Molecular typing of Mycobacterium kansasii using pulsed-field gel electrophoresis and a newly designed variable-number tandem repeat analysis

Molecular epidemiological studies of Mycobacterium kansasii are hampered by the lack of highly-discriminatory genotyping modalities. The purpose of this study was to design a new, high-resolution fingerprinting method for M. kansasii. Complete genome sequence of the M. kansasii ATCC 12478 reference strain was searched for satellite-like repetitive DNA elements comprising tandem repeats. A total of 24 variable-number tandem repeat (VNTR) loci were identified with potential discriminatory capacity. Of these, 17 were used to study polymorphism among 67 M. kansasii strains representing six subtypes (I-VI). The results of VNTR typing were compared with those of pulsed-field gel electrophoresis (PFGE) with AsnI digestion.
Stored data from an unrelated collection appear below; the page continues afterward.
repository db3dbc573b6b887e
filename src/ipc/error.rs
use serde_json::json;

pub fn ok(id: &str, result: serde_json::Value) -> serde_json::Value {
    json!({
        "id": id,
        "ok": true,
        "result": result
    })
}

pub fn err(
    id: &str,
    code: &str,
    message: impl Into<String>,
    details: Option<serde_json::Value>,
) -> serde_json::Value {
    let mut error = json!({
        "code": code,
        "message": message.into(),
    });
    if let Some(d) = details {
        error["details"] = d;
    }
    json!({
        "id": id,
        "ok": false,
        "error": error,
    })
}
use crate::ipc::error::ok;
use crate::ipc::helpers::{
    get_required_str, now_stamp, require_db, require_student, HandlerErr,
};
use crate::ipc::types::{AppState, Request};
use rusqlite::{Connection, OptionalExtension};
use serde_json::json;
use uuid::Uuid;

fn class_exists(conn: &Connection, class_id: &str) -> Result<bool, HandlerErr> {
    conn.query_row("SELECT 1 FROM classes WHERE id = ?", [class_id], |r| {
        r.get::<_, i64>(0)
    })
    .optional()
    .map(|v| v.is_some())
    .map_err(HandlerErr::query)
}

fn students_list(
    conn: &Connection,
    params: &serde_json::Value,
) -> Result<serde_json::Value, HandlerErr> {
    let class_id = get_required_str(params, "classId")?;
    if !class_exists(conn, &class_id)? {
        return Err(HandlerErr::new("not_found", "class not found"));
    }

    let mut stmt = conn
        .prepare(
            "SELECT id, last_name, first_name, student_no, active, sort_order
             FROM students
             WHERE class_id = ?
             ORDER BY sort_order",
        )
        .map_err(HandlerErr::query)?;
    let students: Vec<serde_json::Value> = stmt
        .query_map([&class_id], |r| {
            let last: String = r.get(1)?;
            let first: String = r.get(2)?;
            Ok(json!({
                "id": r.get::<_, String>(0)?,
                "lastName": last.clone(),
                "firstName": first.clone(),
                "displayName": format!("{}, {}", last, first),
                "studentNo": r.get::<_, Option<String>>(3)?,
                "active": r.get::<_, i64>(4)? != 0,
                "sortOrder": r.get::<_, i64>(5)?
            }))
        })
        .and_then(|it| it.collect::<Result<Vec<_>, _>>())
        .map_err(HandlerErr::query)?;

    Ok(json!({ "students": students }))
}

fn students_create(
    conn: &Connection,
    params: &serde_json::Value,
) -> Result<serde_json::Value, HandlerErr> {
    let class_id = get_required_str(params, "classId")?;
    let last_name = get_required_str(params, "lastName")?;
    let first_name = get_required_str(params, "firstName")?;
    let student_no = params
        .get("studentNo")
        .and_then(|v| v.as_str())
        .map(|s| s.to_string());

    if last_name.trim().is_empty() || first_name.trim().is_empty() {
        return Err(HandlerErr::new("bad_params", "name must not be empty"));
    }
    if !class_exists(conn, &class_id)? {
        return Err(HandlerErr::new("not_found", "class not found"));
    }

    let next_sort: i64 = conn
        .query_row(
            "SELECT COALESCE(MAX(sort_order) + 1, 0) FROM students WHERE class_id = ?",
            [&class_id],
            |r| r.get(0),
        )
        .map_err(HandlerErr::query)?;

    let student_id = Uuid::new_v4().to_string();
    conn.execute(
        "INSERT INTO students(id, class_id, last_name, first_name, student_no, active, sort_order, updated_at)
         VALUES (?, ?, ?, ?, ?, 1, ?, ?)",
        (
            &student_id,
            &class_id,
            last_name.trim(),
            first_name.trim(),
            &student_no,
            next_sort,
            now_stamp(),
        ),
    )
    .map_err(HandlerErr::write)?;

    Ok(json!({ "studentId": student_id, "sortOrder": next_sort }))
}

fn students_update(
    conn: &Connection,
    params: &serde_json::Value,
) -> Result<serde_json::Value, HandlerErr> {
    let student_id = get_required_str(params, "studentId")?;
    require_student(conn, &student_id)?;

    if let Some(v) = params.get("lastName").and_then(|v| v.as_str()) {
        if v.trim().is_empty() {
            return Err(HandlerErr::new("bad_params", "lastName must not be empty"));
        }
        conn.execute(
            "UPDATE students SET last_name = ?, updated_at = ? WHERE id = ?",
            (v.trim(), now_stamp(), &student_id),
        )
        .map_err(HandlerErr::write)?;
    }
    if let Some(v) = params.get("firstName").and_then(|v| v.as_str()) {
        if v.trim().is_empty() {
            return Err(HandlerErr::new("bad_params", "firstName must not be empty"));
        }
        conn.execute(
            "UPDATE students SET first_name = ?, updated_at = ? WHERE id = ?",
            (v.trim(), now_stamp(), &student_id),
        )
        .map_err(HandlerErr::write)?;
    }
    if let Some(v) = params.get("studentNo") {
        let value = v.as_str().map(|s| s.to_string());
        conn.execute(
            "UPDATE students SET student_no = ?, updated_at = ? WHERE id = ?",
            (&value, now_stamp(), &student_id),
        )
        .map_err(HandlerErr::write)?;
    }
    if let Some(v) = params.get("active").and_then(|v| v.as_bool()) {
        conn.execute(
            "UPDATE students SET active = ?, updated_at = ? WHERE id = ?",
            (v as i64, now_stamp(), &student_id),
        )
        .map_err(HandlerErr::write)?;
    }

    Ok(json!({ "studentId": student_id }))
}

fn students_delete(
    conn: &Connection,
    params: &serde_json::Value,
) -> Result<serde_json::Value, HandlerErr> {
    let student_id = get_required_str(params, "studentId")?;
    require_student(conn, &student_id)?;

    let tx = conn.unchecked_transaction().map_err(HandlerErr::write)?;
    // Dependency order; no ON DELETE CASCADE in the schema.
    for sql in [
        "DELETE FROM hifz_sessions WHERE student_id = ?",
        "DELETE FROM hifz_records WHERE student_id = ?",
        "DELETE FROM students WHERE id = ?",
    ] {
        if let Err(e) = tx.execute(sql, [&student_id]) {
            let _ = tx.rollback();
            return Err(HandlerErr::write(e));
        }
    }
    tx.commit().map_err(HandlerErr::write)?;

    Ok(json!({ "studentId": student_id, "deleted": true }))
}

pub fn try_handle(state: &mut AppState, req: &Request) -> Option<serde_json::Value> {
    let handler = match req.method.as_str() {
        "students.list" => students_list,
        "students.create" => students_create,
        "students.update" => students_update,
        "students.delete" => students_delete,
        _ => return None,
    };

    let resp = match require_db(state) {
        Ok(conn) => match handler(conn, &req.params) {
            Ok(result) => ok(&req.id, result),
            Err(e) => e.response(&req.id),
        },
        Err(e) => e.response(&req.id),
    };
    Some(resp)
}
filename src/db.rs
use rusqlite::Connection;
use std::path::Path;

pub fn open_db(workspace: &Path) -> anyhow::Result<Connection> {
    std::fs::create_dir_all(workspace)?;
    let db_path = workspace.join("hifz.sqlite3");
    let conn = Connection::open(db_path)?;
    conn.execute("PRAGMA foreign_keys = ON", [])?;

    conn.execute(
        "CREATE TABLE IF NOT EXISTS classes(
            id TEXT PRIMARY KEY,
            name TEXT NOT NULL
        )",
        [],
    )?;

    conn.execute(
        "CREATE TABLE IF NOT EXISTS students(
            id TEXT PRIMARY KEY,
            class_id TEXT NOT NULL,
            last_name TEXT NOT NULL,
            first_name TEXT NOT NULL,
            student_no TEXT,
            active INTEGER NOT NULL,
            sort_order INTEGER NOT NULL,
            updated_at TEXT,
            FOREIGN KEY(class_id) REFERENCES classes(id)
        )",
        [],
    )?;
    conn.execute(
        "CREATE INDEX IF NOT EXISTS idx_students_class ON students(class_id)",
        [],
    )?;
    conn.execute(
        "CREATE INDEX IF NOT EXISTS idx_students_class_sort ON students(class_id, sort_order)",
        [],
    )?;

    // Para lists are stored as JSON integer arrays. Overlap between the two
    // lists and out-of-range values are legal here; the para engine dedups
    // and filters on every read.
    conn.execute(
        "CREATE TABLE IF NOT EXISTS hifz_records(
            student_id TEXT PRIMARY KEY,
            already_memorized TEXT NOT NULL DEFAULT '[]',
            completed TEXT NOT NULL DEFAULT '[]',
            current_para INTEGER,
            current_para_progress REAL NOT NULL DEFAULT 0,
            updated_at TEXT,
            FOREIGN KEY(student_id) REFERENCES students(id)
        )",
        [],
    )?;
    ensure_records_progress_column(&conn)?;

    conn.execute(
        "CREATE TABLE IF NOT EXISTS hifz_sessions(
            id TEXT PRIMARY KEY,
            student_id TEXT NOT NULL,
            session_date TEXT NOT NULL,
            para INTEGER NOT NULL,
            new_lesson_lines INTEGER NOT NULL DEFAULT 0,
            revision_lines INTEGER NOT NULL DEFAULT 0,
            mistakes INTEGER NOT NULL DEFAULT 0,
            note TEXT,
            FOREIGN KEY(student_id) REFERENCES students(id)
        )",
        [],
    )?;
    conn.execute(
        "CREATE INDEX IF NOT EXISTS idx_hifz_sessions_student ON hifz_sessions(student_id)",
        [],
    )?;
    conn.execute(
        "CREATE INDEX IF NOT EXISTS idx_hifz_sessions_student_date ON hifz_sessions(student_id, session_date)",
        [],
    )?;

    Ok(conn)
}

/// Lenient decode of a stored para list. A corrupt or non-array value reads
/// as empty rather than failing the whole request; the engine filters the
/// rest.
pub fn parse_para_list(raw: &str) -> Vec<i64> {
    match serde_json::from_str::<serde_json::Value>(raw) {
        Ok(serde_json::Value::Array(items)) => {
            items.iter().filter_map(|v| v.as_i64()).collect()
        }
        _ => Vec::new(),
    }
}

pub fn encode_para_list(paras: &[i64]) -> String {
    serde_json::to_string(paras).unwrap_or_else(|_| "[]".to_string())
}

fn ensure_records_progress_column(conn: &Connection) -> anyhow::Result<()> {
    // Early workspaces tracked the current para without a progress value.
    if table_has_column(conn, "hifz_records", "current_para_progress")? {
        return Ok(());
    }
    conn.execute(
        "ALTER TABLE hifz_records ADD COLUMN current_para_progress REAL NOT NULL DEFAULT 0",
        [],
    )?;
    Ok(())
}

fn table_has_column(conn: &Connection, table: &str, column: &str) -> anyhow::Result<bool> {
    let sql = format!("PRAGMA table_info({})", table);
    let mut stmt = conn.prepare(&sql)?;
    let mut rows = stmt.query([])?;
    while let Some(row) = rows.next()? {
        let name: String = row.get(1)?;
        if name == column {
            return Ok(true);
        }
    }
    Ok(false)
}
use super::handlers;
use super::types::{AppState, Request};
use crate::ipc::error::err;

pub fn handle_request(state: &mut AppState, req: Request) -> serde_json::Value {
    if let Some(resp) = handlers::core::try_handle(state, &req) {
        return resp;
    }
    if let Some(resp) = handlers::classes::try_handle(state, &req) {
        return resp;
    }
    if let Some(resp) = handlers::students::try_handle(state, &req) {
        return resp;
    }
    if let Some(resp) = handlers::hifz::try_handle(state, &req) {
        return resp;
    }
    if let Some(resp) = handlers::sessions::try_handle(state, &req) {
        return resp;
    }
    if let Some(resp) = handlers::progress::try_handle(state, &req) {
        return resp;
    }

    err(
        &req.id,
        "not_implemented",
        format!("unknown method: {}", req.method),
        None,
    )
}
Six VNTRs i.e. (VNTR 1, 2, 8, 14, 20 and 23) allow to differentiate analyzed strains with the same discriminatory capacities as use of a 17-loci panel. VNTR typing and PFGE in conjunction revealed 45 distinct patterns, including 11 clusters with 33 isolates and 34 unique patterns. The Hunter-Gaston’s discriminatory index was 0.95 and 0.66 for PFGE and VNTR typing respectively, and 0.97 for the two methods combined. In conclusion, this study delivers a new typing scheme, based on VNTR polymorphism, and recommends it as a first-line test prior to PFGE analysis in a two-step typing strategy for M. kansasii.